Jump ahead to 2005 to the Supreme Court’s mixed messages on Ten Commandments’ displays. In two rulings on the same day, the court called this display in two Kentucky courthouses unconstitutional but ruled that a similar display outside the Texas Capitol passed muster because it had been there for more than 40 years and a “reasonable observer” would not likely view the display as predominantly religious.

A 2007 look at religious displays and the courts by the Pew Forum on Religion and Public Life said the court’s decisions in these cases have “relied heavily on a close examination of the particular history and context of each display and has largely sidestepped setting clear rules that would assist lower courts in deciding future cases.”

And that may well be the precedent it follows in the Peace Cross case since the justices focused primarily on the monument itself not on overall sweeping statements about religious symbols even though some legal scholars had expressed hope that this case would chart a clear path forward.
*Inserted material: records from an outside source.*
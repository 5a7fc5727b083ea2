//! Error types for devops-client

use std::fmt;

use serde::Deserialize;

use crate::upstream::ResponseBody;

/// Result type for devops-client operations
pub type Result<T> = std::result::Result<T, Error>;

/// The upstream operations the client performs
#[derive(Debug, Clone, Copy, PartialEq, Eq, Hash)]
pub enum Operation {
    WikiSearch,
    CodeSearch,
    CodeRetrieval,
    WikiPage,
}

impl Operation {
    /// Human-readable label used in error messages
    pub fn label(self) -> &'static str {
        match self {
            Self::WikiSearch => "Wiki search",
            Self::CodeSearch => "Code search",
            Self::CodeRetrieval => "Code retrieval",
            Self::WikiPage => "Wiki page retrieval",
        }
    }

    /// Lowercase phrase used inside validation messages
    fn phrase(self) -> &'static str {
        match self {
            Self::WikiSearch => "wiki search",
            Self::CodeSearch => "code search",
            Self::CodeRetrieval => "code retrieval",
            Self::WikiPage => "wiki page retrieval",
        }
    }
}

impl fmt::Display for Operation {
    fn fmt(&self, f: &mut fmt::Formatter<'_>) -> fmt::Result {
        f.write_str(self.label())
    }
}

/// Errors that can occur while talking to Azure DevOps
#[derive(Debug, thiserror::Error)]
pub enum Error {
    /// Missing or malformed configuration (organization URL, token)
    #[error("configuration error: {message}")]
    Config { message: String },

    /// Caller-supplied arguments failed validation; no request was sent
    #[error("{message}")]
    Validation { message: String },

    /// Upstream answered with a non-2xx status
    #[error("{operation} failed with status {status}: {message}")]
    UpstreamHttp {
        operation: Operation,
        status: u16,
        message: String,
    },

    /// Upstream rejected the pinned api-version
    #[error(
        "{operation} rejected api-version {api_version} with status {status}: {message}",
        api_version = crate::urls::API_VERSION
    )]
    UnsupportedApiVersion {
        operation: Operation,
        status: u16,
        message: String,
    },

    /// No HTTP response was received
    #[error("{message}")]
    Transport {
        operation: Operation,
        message: String,
        #[source]
        source: Option<reqwest::Error>,
    },

    /// Upstream body did not have the expected shape
    #[error("{operation} returned an unexpected response: {message}")]
    Decode { operation: Operation, message: String },
}

impl Error {
    pub fn config(message: impl Into<String>) -> Self {
        Self::Config {
            message: message.into(),
        }
    }

    pub fn validation(message: impl Into<String>) -> Self {
        Self::Validation {
            message: message.into(),
        }
    }

    /// Validation error for a required argument that is absent or blank
    pub fn missing_field(operation: Operation, field: &str) -> Self {
        Self::validation(format!(
            "`{field}` is required for {}",
            operation.phrase()
        ))
    }

    /// Validation error for a project that neither the caller nor the configuration supplied
    pub fn missing_project(operation: Operation) -> Self {
        Self::validation(format!(
            "Project name is required for {}",
            operation.phrase()
        ))
    }

    pub fn transport(operation: Operation, source: reqwest::Error) -> Self {
        Self::Transport {
            operation,
            message: source.to_string(),
            source: Some(source),
        }
    }

    /// HTTP status attached to the failure, if any
    pub fn status(&self) -> Option<u16> {
        match self {
            Self::UpstreamHttp { status, .. } | Self::UnsupportedApiVersion { status, .. } => {
                Some(*status)
            }
            _ => None,
        }
    }

    /// The operation that failed, when the failure happened upstream
    pub fn operation(&self) -> Option<Operation> {
        match self {
            Self::UpstreamHttp { operation, .. }
            | Self::UnsupportedApiVersion { operation, .. }
            | Self::Transport { operation, .. }
            | Self::Decode { operation, .. } => Some(*operation),
            Self::Config { .. } | Self::Validation { .. } => None,
        }
    }

    /// Build the error for a non-2xx upstream response.
    ///
    /// The upstream `message` wins; otherwise the raw body text, then the
    /// status reason phrase.
    pub fn from_status(operation: Operation, status: u16, body: &ResponseBody) -> Self {
        let parsed = match body {
            ResponseBody::Json(value) => UpstreamErrorBody::deserialize(value).ok(),
            ResponseBody::Text(text) => serde_json::from_str::<UpstreamErrorBody>(text).ok(),
        }
        .unwrap_or_default();
        let version_mismatch = parsed.is_version_mismatch();

        let message = parsed
            .message
            .filter(|m| !m.trim().is_empty())
            .or_else(|| match body {
                ResponseBody::Text(text) if !text.trim().is_empty() => {
                    Some(truncate(text.trim(), 500))
                }
                _ => None,
            })
            .unwrap_or_else(|| {
                reqwest::StatusCode::from_u16(status)
                    .ok()
                    .and_then(|s| s.canonical_reason())
                    .unwrap_or("HTTP error")
                    .to_string()
            });

        if version_mismatch {
            Self::UnsupportedApiVersion {
                operation,
                status,
                message,
            }
        } else {
            Self::UpstreamHttp {
                operation,
                status,
                message,
            }
        }
    }
}

/// Error payload Azure DevOps returns alongside non-2xx statuses
#[derive(Debug, Default, Deserialize)]
#[serde(rename_all = "camelCase", default)]
struct UpstreamErrorBody {
    message: Option<String>,
    type_key: Option<String>,
    type_name: Option<String>,
}

impl UpstreamErrorBody {
    fn is_version_mismatch(&self) -> bool {
        [self.type_key.as_deref(), self.type_name.as_deref()]
            .into_iter()
            .flatten()
            .any(|t| t.contains("VersionOutOfRange") || t.contains("InvalidApiVersion"))
    }
}

fn truncate(s: &str, max_len: usize) -> String {
    if s.len() <= max_len {
        return s.to_string();
    }
    let boundary = s
        .char_indices()
        .take_while(|(i, _)| *i < max_len)
        .last()
        .map(|(i, c)| i + c.len_utf8())
        .unwrap_or(max_len);
    format!("{}...", &s[..boundary])
}
//! Receivers: the closed set of types whose methods can be deferred.

use crate::error::{BoxError, JobError, JobResult};
use crate::reference::{Reference, Resolved};
use async_trait::async_trait;
use parking_lot::RwLock;
use std::collections::HashMap;
use std::future::Future;
use std::pin::Pin;
use std::sync::Arc;

/// A type that answers a fixed set of deferred method calls.
///
/// The name is the class name for class targets, the entity kind for
/// entity targets, or a JSON type name (`String`, `Number`, ...) for plain
/// values.
#[async_trait]
pub trait Receiver: Send + Sync {
    /// Lookup name.
    fn name(&self) -> &str;

    /// Whether `method` can be invoked.
    fn responds_to(&self, method: &str) -> bool;

    /// Queue jobs go to when the caller does not pick one.
    fn queue(&self) -> Option<&str> {
        None
    }

    /// Run `method` on `target`.
    async fn perform(&self, target: &Resolved, method: &str, args: &[Resolved])
    -> Result<(), BoxError>;
}

/// Boxed method body for [`FnReceiver`].
pub type MethodHandler = Arc<
    dyn Fn(Resolved, Vec<Resolved>) -> Pin<Box<dyn Future<Output = Result<(), BoxError>> + Send>>
        + Send
        + Sync,
>;

/// Receiver assembled from closures, one per method.
///
/// ```
/// use delayed_jobs::{FnReceiver, Receiver};
///
/// let receiver = FnReceiver::new("Billing")
///     .with_queue("billing")
///     .method("charge", |_target, args| async move {
///         println!("charging {:?}", args);
///         Ok(())
///     });
///
/// assert!(receiver.responds_to("charge"));
/// assert_eq!(receiver.queue(), Some("billing"));
/// ```
pub struct FnReceiver {
    name: String,
    queue: Option<String>,
    methods: HashMap<String, MethodHandler>,
}

impl FnReceiver {
    /// Receiver with no methods.
    pub fn new(name: impl Into<String>) -> Self {
        Self {
            name: name.into(),
            queue: None,
            methods: HashMap::new(),
        }
    }

    /// Set the default queue.
    pub fn with_queue(mut self, queue: impl Into<String>) -> Self {
        self.queue = Some(queue.into());
        self
    }

    /// Add a method.
    pub fn method<F, Fut>(mut self, method: impl Into<String>, handler: F) -> Self
    where
        F: Fn(Resolved, Vec<Resolved>) -> Fut + Send + Sync + 'static,
        Fut: Future<Output = Result<(), BoxError>> + Send + 'static,
    {
        let wrapped: MethodHandler = Arc::new(
            move |target: Resolved,
                  args: Vec<Resolved>|
                  -> Pin<Box<dyn Future<Output = Result<(), BoxError>> + Send>> {
                Box::pin(handler(target, args))
            },
        );
        self.methods.insert(method.into(), wrapped);
        self
    }
}

#[async_trait]
impl Receiver for FnReceiver {
    fn name(&self) -> &str {
        &self.name
    }

    fn responds_to(&self, method: &str) -> bool {
        self.methods.contains_key(method)
    }

    fn queue(&self) -> Option<&str> {
        self.queue.as_deref()
    }

    async fn perform(
        &self,
        target: &Resolved,
        method: &str,
        args: &[Resolved],
    ) -> Result<(), BoxError> {
        let handler = self
            .methods
            .get(method)
            .ok_or_else(|| format!("undefined method `{}` for {}", method, self.name))?;
        handler(target.clone(), args.to_vec()).await
    }
}

/// Receivers by name.
#[derive(Default)]
pub struct ReceiverRegistry {
    receivers: RwLock<HashMap<String, Arc<dyn Receiver>>>,
}

impl ReceiverRegistry {
    /// Empty registry.
    pub fn new() -> Self {
        Self::default()
    }

    /// Add or replace a receiver under its name.
    pub fn register(&self, receiver: impl Receiver + 'static) {
        self.register_arc(Arc::new(receiver));
    }

    /// Add or replace a shared receiver.
    pub fn register_arc(&self, receiver: Arc<dyn Receiver>) {
        let name = receiver.name().to_string();
        self.receivers.write().insert(name, receiver);
    }

    /// Receiver registered under `name`.
    pub fn get(&self, name: &str) -> Option<Arc<dyn Receiver>> {
        self.receivers.read().get(name).cloned()
    }

    /// Whether the receiver for `target` answers `method`.
    pub fn responds_to(&self, target: &Reference, method: &str) -> bool {
        self.get(target.receiver_name())
            .is_some_and(|receiver| receiver.responds_to(method))
    }

    /// Receiver for `target`, provided it answers `method`.
    pub fn check(&self, target: &Reference, method: &str) -> JobResult<Arc<dyn Receiver>> {
        let name = target.receiver_name();
        let receiver = self
            .get(name)
            .ok_or_else(|| JobError::UnknownReceiver(name.to_string()))?;

        if !receiver.responds_to(method) {
            return Err(JobError::UnknownMethod {
                receiver: name.to_string(),
                method: method.to_string(),
            });
        }
        Ok(receiver)
    }

    /// Registered names.
    pub fn names(&self) -> Vec<String> {
        let mut names: Vec<String> = self.receivers.read().keys().cloned().collect();
        names.sort();
        names
    }
}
Before the oral arguments, Richard Garnett, law professor at the University of Notre Dame, said the case “presents a new opportunity for the justices to clarify the law regarding public religious symbols” noting that it is the first “clean religious-symbols case in almost 15 years and, during that time, six new justices have joined the court.”

John Vile, dean of the University Honors College at Middle Tennessee State University and co-editor of the Encyclopedia of the First Amendment, told Catholic News Service Feb. 28 that one factor which could lead the court to let the memorial stay is that “it has been in place for so long, without apparently leading to a church-state establishment.”

This echoes an idea Justice Stephen Breyer voiced during oral arguments: “What about saying past is past, but no more?” — which essentially lets old monuments remain but doesn’t allow new ones with religious symbols on public property.

Vile also noted that military graveyards now offer a variety of symbols for Jews, Muslims, Christians and even nonbelievers, “which makes it difficult to portray this as part of an ongoing effort to prefer one religion over another.”

He said one argument in the memorial’s favor is that its primary purpose is not to advance religion but to honor the dead. He also said it is currently common to commemorate victims of mass shootings with individual crosses without inquiring if victims were Christians or not.

Vile had one possible compromise. He said in an email that even if the Supreme Court ruled that the memorial violated the Establishment Clause, he thought the “government could probably give or sell the memorial to a private group that agreed to provide upkeep.”